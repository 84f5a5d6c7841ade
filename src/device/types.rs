use std::fmt;
use std::sync::Arc;
use serde::Serialize;

use crate::error::DecodeError;

/// One decoded telemetry notification.
#[derive(Debug, Clone, Copy, PartialEq, Serialize)]
#[serde(rename_all = "camelCase")]
pub struct Measurement {
    pub strength: f64, // rounded to one decimal
    pub is_squeezing: bool,
    pub battery_charge: u8, // percentage
}

/// Field slots of a notification frame, used to report which one failed to decode.
#[derive(Debug, Clone, Copy, PartialEq, Eq)]
pub enum Field {
    Battery,
    Squeeze,
    Strength,
}

impl fmt::Display for Field {
    fn fmt(&self, f: &mut fmt::Formatter<'_>) -> fmt::Result {
        let result = match self {
            Field::Battery => "battery",
            Field::Squeeze => "squeeze",
            Field::Strength => "strength",
        };

        write!(f, "{}", result)
    }
}

#[derive(Debug, Clone, PartialEq)]
pub enum DeviceEvent {
    Measurement(Measurement),
    DecodeFailed(DecodeError),
}

#[derive(Debug, Clone, PartialEq, Eq)]
pub struct DiscoveredDevice {
    pub name: String,
    pub address: String,
}

/// Receives every raw notification frame. May be invoked from any thread or task.
pub type FrameHandler = Arc<dyn Fn(&[u8]) + Send + Sync>;

/// Receives the decoded result of every notification frame.
pub type Consumer = Arc<dyn Fn(DeviceEvent) + Send + Sync>;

■ ■ ■ ■ ■ ■ ■

Exercise directions -> Write the material out once more, keeping each line exact.

Your solution ->
repository 84f5a5d6c7841ade
filename src/device/types.rs
use std::fmt;
use std::sync::Arc;
use serde::Serialize;

use crate::error::DecodeError;

/// One decoded telemetry notification.
#[derive(Debug, Clone, Copy, PartialEq, Serialize)]
#[serde(rename_all = "camelCase")]
pub struct Measurement {
    pub strength: f64, // rounded to one decimal
    pub is_squeezing: bool,
    pub battery_charge: u8, // percentage
}

/// Field slots of a notification frame, used to report which one failed to decode.
#[derive(Debug, Clone, Copy, PartialEq, Eq)]
pub enum Field {
    Battery,
    Squeeze,
    Strength,
}

impl fmt::Display for Field {
    fn fmt(&self, f: &mut fmt::Formatter<'_>) -> fmt::Result {
        let result = match self {
            Field::Battery => "battery",
            Field::Squeeze => "squeeze",
            Field::Strength => "strength",
        };

        write!(f, "{}", result)
    }
}

#[derive(Debug, Clone, PartialEq)]
pub enum DeviceEvent {
    Measurement(Measurement),
    DecodeFailed(DecodeError),
}

#[derive(Debug, Clone, PartialEq, Eq)]
pub struct DiscoveredDevice {
    pub name: String,
    pub address: String,
}

/// Receives every raw notification frame. May be invoked from any thread or task.
pub type FrameHandler = Arc<dyn Fn(&[u8]) + Send + Sync>;

/// Receives the decoded result of every notification frame.
pub type Consumer = Arc<dyn Fn(DeviceEvent) + Send + Sync>;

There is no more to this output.